Data provided:

Start of Block

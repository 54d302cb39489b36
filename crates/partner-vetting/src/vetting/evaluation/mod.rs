mod findings;
mod policy;
mod rules;
mod skills;

pub use findings::{format_usd, Flag, FlagCode, Severity, Strength};
pub use policy::{Priority, HIGH_PRIORITY_THRESHOLD, MEDIUM_PRIORITY_THRESHOLD};
pub use skills::{skill_weight, total_weight, SKILL_WEIGHTS};

use chrono::{DateTime, Utc};
use serde::{Deserialize, Serialize};

use super::domain::{Application, FreeTextField};
use rules::{compensation_summary, score_application};

/// Scored check a point adjustment came from.
#[derive(Debug, Clone, Copy, PartialEq, Eq, Serialize, Deserialize)]
#[serde(rename_all = "snake_case")]
pub enum Check {
    Gate,
    EquityAcceptance,
    RevenueShare,
    EquityExpectation,
    Fees,
    BusinessDescription,
    FinancialSituation,
    Experience,
    TimeCommitment,
    Skills,
    FreeText(FreeTextField),
}

/// Nominal point change recorded before the zero floor is applied.
#[derive(Debug, Clone, Copy, PartialEq, Eq, Serialize, Deserialize)]
pub struct ScoreAdjustment {
    pub check: Check,
    pub points: i32,
}

/// Evaluation output: score, tier, and the observations that produced them.
#[derive(Debug, Clone, PartialEq, Serialize, Deserialize)]
pub struct Report {
    pub score: u32,
    pub priority: Priority,
    pub flags: Vec<Flag>,
    pub strengths: Vec<Strength>,
    pub adjustments: Vec<ScoreAdjustment>,
    pub compensation_summary: String,
    pub generated_at: DateTime<Utc>,
}

impl Report {
    /// True when the candidate failed the understanding gate and nothing else was scored.
    pub fn is_rejected(&self) -> bool {
        self.flags
            .iter()
            .any(|flag| flag.code == FlagCode::UnconfirmedUnderstanding)
    }

    pub fn deal_breakers(&self) -> impl Iterator<Item = &Flag> {
        self.flags.iter().filter(|flag| flag.is_deal_breaker())
    }

    /// Sum of the nominal adjustments recorded for the given checks.
    pub fn points_for(&self, checks: &[Check]) -> i32 {
        self.adjustments
            .iter()
            .filter(|adjustment| checks.contains(&adjustment.check))
            .map(|adjustment| adjustment.points)
            .sum()
    }
}

/// Score an application, stamping the report with the current time.
pub fn evaluate(application: &Application) -> Report {
    evaluate_at(application, Utc::now())
}

pub fn evaluate_at(application: &Application, generated_at: DateTime<Utc>) -> Report {
    let sheet = score_application(application);

    Report {
        score: sheet.score,
        priority: Priority::from_score(sheet.score),
        flags: sheet.flags,
        strengths: sheet.strengths,
        adjustments: sheet.adjustments,
        compensation_summary: compensation_summary(application),
        generated_at,
    }
}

End of Block

Problem to work on: Copy out, in full, each line above that has the word "filter" in it.

Exercise answer:
        self.flags.iter().filter(|flag| flag.is_deal_breaker())
            .filter(|adjustment| checks.contains(&adjustment.check))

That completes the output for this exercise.